Dans la Venise du Nord, au moment de tirer un bilan provisoire de l'intersaison, l'heure est à la surprise, plutôt agréable de surcroît. En mai dernier, chacun allait de son pronostic quant à l'exode massif qui devait suivre. Cinq ? Six ? Huit départs ? Or, à ce jour, seuls trois cadres ont fait leurs adieux à la Johan Cruijff ArenA. Cela allait de soi depuis un bout de temps, les deux merveilles Frenkie de Jong et Matthijs de Ligt en ont fait partie. Pas le plus bankable mais briscard ô combien précieux parmi la meute de loupiots, Lasse Schöne a lui rallié le Genoa. Et les autres ? Les Onana, Tagliafico, van de Beek, Neres, Ziyech, pour ne citer qu'eux ? A l'heure qu'il est, aucun n'a mis les voiles. Si les ultimes heures du mercato nous réservent sans doute moult rebondissements, le dernier cité a mis un terme aux spéculations la semaine passée en prolongeant son contrat jusqu'en 2022.

Sitôt répandue, la nouvelle a fait le bonheur des inconditionnels ajacides. Il faut dire que le joueur de 26 ans sort de trois saisons où il a enchaîné les caramels et les offrandes à un rythme infernal. Avec vingt-et-un buts toutes compétitions confondues l'an passé, celui qui a effectué toute sa carrière aux Pays-Bas vient même de réaliser sa meilleure saison d'un point de vue statistique. S'il traîne derrière lui une réputation de soliste, on aurait tort de mésestimer son esprit collectif. Quintuple meilleur passeur d'Eredivisie - deux fois sous le maillot de Twente puis autant d'années que passées à l'Ajax - le bonhomme sait aussi œuvrer pour les autres. Une vertu fondamentale au pays de Rinus Michels.

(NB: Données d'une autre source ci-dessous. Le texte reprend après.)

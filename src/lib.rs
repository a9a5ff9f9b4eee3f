use std::path::Path;

pub mod ass;
pub mod cli;
pub mod convert;
pub mod cue;
pub mod error;
pub mod server;
pub mod srt;
pub mod timecode;
pub mod xlsx;

pub use convert::{convert, ConversionKind, InputFormat, Report};
pub use cue::{Cue, Parsed, Warning};
pub use error::{ConversionError, ParseError, WriteError};

/// Loads a file into a string.
///
/// This checks for the UTF-8 BOM and strips it. Windows line endings are
/// normalised to `\n`.
pub(crate) fn load_file(path: &Path) -> Result<String, ParseError> {
    let bytes = std::fs::read(path).map_err(|source| ParseError::Io {
        path: path.to_path_buf(),
        source,
    })?;
    let bytes = bytes.strip_prefix(b"\xEF\xBB\xBF").unwrap_or(bytes.as_slice());
    let buffer = std::str::from_utf8(bytes).map_err(|source| ParseError::Encoding {
        path: path.to_path_buf(),
        source,
    })?;

    if buffer.contains('\r') {
        Ok(buffer.replace("\r\n", "\n"))
    } else {
        Ok(buffer.to_owned())
    }
}
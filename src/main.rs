use clap::Parser;
use scriptgrid::cli::Cli;
use tracing_subscriber::{layer::SubscriberExt, util::SubscriberInitExt};

/// Initialize logging with tracing
fn init_logging() {
    tracing_subscriber::registry()
        .with(
            tracing_subscriber::EnvFilter::try_from_default_env()
                .unwrap_or_else(|_| "scriptgrid=info,tower_http=info".into()),
        )
        .with(tracing_subscriber::fmt::layer().with_writer(std::io::stderr))
        .init();
}

fn main() -> anyhow::Result<()> {
    init_logging();
    Cli::parse().run()
}
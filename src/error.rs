use std::path::PathBuf;

use thiserror::Error;

use crate::convert::{ConversionKind, InputFormat};

/// The source document is unreadable or structurally broken.
#[derive(Error, Debug)]
pub enum ParseError {
    #[error("could not read {}: {source}", path.display())]
    Io {
        path: PathBuf,
        source: std::io::Error,
    },

    #[error("{} is not valid UTF-8: {source}", path.display())]
    Encoding {
        path: PathBuf,
        source: std::str::Utf8Error,
    },

    /// An ASS `Format:` line without one of the fields needed to build a cue.
    #[error("line {line}: ASS format line is missing the {field} field")]
    MissingFormatField { line: usize, field: &'static str },

    #[error("incorrect spreadsheet header, expected {expected:?}, found {actual:?}")]
    HeaderMismatch {
        expected: Vec<String>,
        actual: Vec<String>,
    },

    #[error("could not read spreadsheet {}: {source}", path.display())]
    Spreadsheet {
        path: PathBuf,
        source: calamine::XlsxError,
    },

    #[error("spreadsheet {} has no worksheets", path.display())]
    NoWorksheet { path: PathBuf },
}

/// The destination artifact could not be produced.
#[derive(Error, Debug)]
pub enum WriteError {
    #[error("could not write {}: {source}", path.display())]
    Io {
        path: PathBuf,
        source: std::io::Error,
    },

    #[error("could not write spreadsheet {}: {source}", path.display())]
    Spreadsheet {
        path: PathBuf,
        source: rust_xlsxwriter::XlsxError,
    },
}

/// Umbrella error returned by [`crate::convert`].
#[derive(Error, Debug)]
pub enum ConversionError {
    #[error("unsupported conversion type: {0}")]
    UnsupportedType(String),

    #[error("{kind} does not accept {}: expected {}", path.display(), kind.accepted_extensions())]
    ExtensionMismatch { kind: ConversionKind, path: PathBuf },

    #[error("no subtitle data could be extracted from the {format} file {}", path.display())]
    Empty { format: InputFormat, path: PathBuf },

    #[error(transparent)]
    Parse(#[from] ParseError),

    #[error(transparent)]
    Write(#[from] WriteError),
}

#[cfg(test)]
mod tests {
    use super::*;

    #[test]
    fn test_wrapped_errors_are_transparent() {
        let parse = ConversionError::from(ParseError::MissingFormatField {
            line: 3,
            field: "text",
        });
        assert_eq!(parse.to_string(), "line 3: ASS format line is missing the text field");

        let write = ConversionError::from(WriteError::Io {
            path: PathBuf::from("/nowhere/out.srt"),
            source: std::io::Error::other("disk full"),
        });
        assert_eq!(
            write.to_string(),
            "could not write /nowhere/out.srt: disk full"
        );
    }

    #[test]
    fn test_messages() {
        let err = ConversionError::ExtensionMismatch {
            kind: ConversionKind::AssToSrt,
            path: PathBuf::from("movie.srt"),
        };
        assert_eq!(err.to_string(), "ass_to_srt does not accept movie.srt: expected .ass");

        let err = ParseError::MissingFormatField {
            line: 12,
            field: "end",
        };
        assert_eq!(
            err.to_string(),
            "line 12: ASS format line is missing the end field"
        );
    }
}
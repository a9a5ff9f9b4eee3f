//! A reader for the `[Events]` section of SubStation Alpha v4+ (.ass) subtitles.
//!
//! Only the timing and text of `Dialogue:` events are extracted. Styling is
//! dropped: override tags are removed and line breaks become spaces.
//!
//! A broken `Dialogue:` line is skipped with a [`Warning`] rather than failing
//! the whole file. A `Format:` line that lacks `Start`, `End` or `Text` is fatal
//! since no event after it can be interpreted.

use std::collections::HashMap;
use std::path::Path;
use std::sync::OnceLock;

use regex::Regex;

use crate::{
    cue::{Cue, Parsed, Warning},
    error::ParseError,
    timecode,
};

fn override_tag_regex() -> &'static Regex {
    static REGEX: OnceLock<Regex> = OnceLock::new();
    REGEX.get_or_init(|| Regex::new(r#"\{.*?\}"#).unwrap())
}

/// Strips `{...}` override blocks and turns `\N` and `\n` into spaces.
fn clean_ass_text(s: &str) -> String {
    override_tag_regex()
        .replace_all(s, "")
        .replace("\\N", " ")
        .replace("\\n", " ")
}

/// Case insensitive version of [`str::strip_prefix`].
fn strip_prefix_ignore_case<'a>(s: &'a str, prefix: &str) -> Option<&'a str> {
    let head = s.get(..prefix.len())?;
    head.eq_ignore_ascii_case(prefix)
        .then(|| &s[prefix.len()..])
}

/// Field positions taken from the `Format:` line of the events section.
#[derive(Debug, Clone, PartialEq, Eq)]
struct EventFormat {
    fields: HashMap<String, usize>,
    start: usize,
    end: usize,
    text: usize,
}

impl EventFormat {
    fn parse(value: &str, line: usize) -> Result<Self, ParseError> {
        let fields: HashMap<String, usize> = value
            .split(',')
            .enumerate()
            .map(|(i, name)| (name.trim().to_lowercase(), i))
            .collect();

        let position = |field: &'static str| {
            fields
                .get(field)
                .copied()
                .ok_or(ParseError::MissingFormatField { line, field })
        };

        Ok(Self {
            start: position("start")?,
            end: position("end")?,
            text: position("text")?,
            fields,
        })
    }

    /// The number of pieces a dialogue line is split into.
    ///
    /// Everything past the last separator belongs to the final field so commas
    /// inside the text survive.
    fn len(&self) -> usize {
        self.fields.len()
    }

    fn cue_from_dialogue(&self, index: u32, data: &str) -> Result<Cue, &'static str> {
        let parts: Vec<&str> = data.trim().splitn(self.len(), ',').collect();
        let start = parts.get(self.start).ok_or("missing start field")?;
        let end = parts.get(self.end).ok_or("missing end field")?;
        let text = parts.get(self.text).ok_or("missing text field")?;
        Ok(Cue::new(
            index,
            timecode::ass_to_srt(start),
            timecode::ass_to_srt(end),
            clean_ass_text(text),
        ))
    }
}

/// Where the reader currently is in the file.
#[derive(Debug)]
enum State {
    /// Before the `[Events]` header. Every line is ignored.
    OutsideEvents,
    /// Inside `[Events]`, with the field layout once a `Format:` line was seen.
    InEvents(Option<EventFormat>),
}

/// Builds cues out of an .ass file one line at a time.
#[derive(Debug)]
struct EventReader {
    state: State,
    next_index: u32,
    parsed: Parsed,
}

impl EventReader {
    fn new() -> Self {
        Self {
            state: State::OutsideEvents,
            next_index: 1,
            parsed: Parsed::default(),
        }
    }

    fn process_line(&mut self, line_number: usize, raw: &str) -> Result<(), ParseError> {
        let line = raw.trim();
        if line.eq_ignore_ascii_case("[Events]") {
            if let State::OutsideEvents = self.state {
                self.state = State::InEvents(None);
            }
            return Ok(());
        }

        let State::InEvents(format) = &mut self.state else {
            return Ok(());
        };

        if let Some(value) = strip_prefix_ignore_case(line, "Format:") {
            *format = Some(EventFormat::parse(value, line_number)?);
        } else if let Some(data) = strip_prefix_ignore_case(line, "Dialogue:") {
            let Some(format) = format else {
                return Ok(());
            };
            match format.cue_from_dialogue(self.next_index, data) {
                Ok(cue) => {
                    self.parsed.cues.push(cue);
                    self.next_index += 1;
                }
                Err(reason) => self
                    .parsed
                    .warnings
                    .push(Warning::new(line_number, line, reason)),
            }
        }
        Ok(())
    }

    fn finish(self) -> Parsed {
        self.parsed
    }
}

/// Parses the contents of an .ass file into cues numbered from 1.
pub fn parse(buffer: &str) -> Result<Parsed, ParseError> {
    let buffer = buffer.strip_prefix('\u{feff}').unwrap_or(buffer);
    let mut reader = EventReader::new();
    for (index, line) in buffer.lines().enumerate() {
        reader.process_line(index + 1, line)?;
    }
    Ok(reader.finish())
}

pub fn load(path: &Path) -> Result<Parsed, ParseError> {
    let buffer = crate::load_file(path)?;
    parse(&buffer)
}
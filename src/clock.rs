//! Clock capability for time injection.
//!
//! The limiter reads "now" through a [`Clock`] passed at construction rather
//! than a process-global function, so tests pin time deterministically while
//! production code defaults to [`SystemClock`].

use chrono::{DateTime, Utc};

/// Source of the current instant.
pub trait Clock: Send + Sync {
    fn now(&self) -> DateTime<Utc>;
}

/// The real system clock.
#[derive(Debug, Clone, Copy, Default)]
pub struct SystemClock;

impl SystemClock {
    pub fn new() -> Self {
        Self
    }
}

impl Clock for SystemClock {
    fn now(&self) -> DateTime<Utc> {
        Utc::now()
    }
}

/// Clock pinned to a single instant, for deterministic tests.
#[derive(Debug, Clone, Copy)]
pub struct FixedClock {
    instant: DateTime<Utc>,
}

impl FixedClock {
    pub fn at(instant: DateTime<Utc>) -> Self {
        Self { instant }
    }
}

impl Clock for FixedClock {
    fn now(&self) -> DateTime<Utc> {
        self.instant
    }
}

Des intérêts mais peu de propositions concrètes

Jusqu'à l'an dernier, Hakim Ziyech délectait son petit monde dans l'ombre, à l'abri des regards et des projecteurs d'un Championnat plus huppé. La féérie européenne de l'Ajax lui a offert une exposition inattendue. La suite devait couler de source. Mais Ziyech, qui avait failli partir en hiver au Borussia Dortmund, restera à quai. S'il n'a pas la jeunesse de ses comparses ajacides, le gaucher de 26 ans reste à polir. Des choix à parfaire dans le dernier geste et une culture de l'effort à acquérir, notamment. La marge de progression séduit l'OL, qui l'imagine remplacer un Bertrand Traoré sur courant alternatif. Arsenal fait finalement volte-face au profit de Nicolas Pépé, alors qu'on se demande si le Bayern passera un jour à la vitesse supérieure. Des escouades restées au stade de la prise de renseignements, guère plus.

Impatient ou plutôt résigné, Hakim Ziyech ? Toujours est-il que le joueur formé à Heerenven a fini par reconduire son bail à l'Ajax Amsterdam. Club le plus chaud pour l'accueillir, le FC Séville est poliment éconduit. «Séville est du même niveau que l'Ajax, je n'ai pas envie de changer pour changer», déclarait-il en substance au média hollandais Algemeem Dagblad. Ses vacances écourtées, le Marocain a juré fidélité pour une saison supplémentaire. Une décision de ne pas forcer son départ coûte que coûte qui ne peut être que louable, quand d'aucuns font des caprices tous les étés pour quelques zéros en plus. Révélatrice aussi d'un certain manque de considération des cadors européens, finalement peu à se bousculer au portillon.

«Séville est du même niveau que l'Ajax, je n'ai pas envie de changer pour changer» (Hakim Ziyech dans une interview pour Algemeem Dagblad)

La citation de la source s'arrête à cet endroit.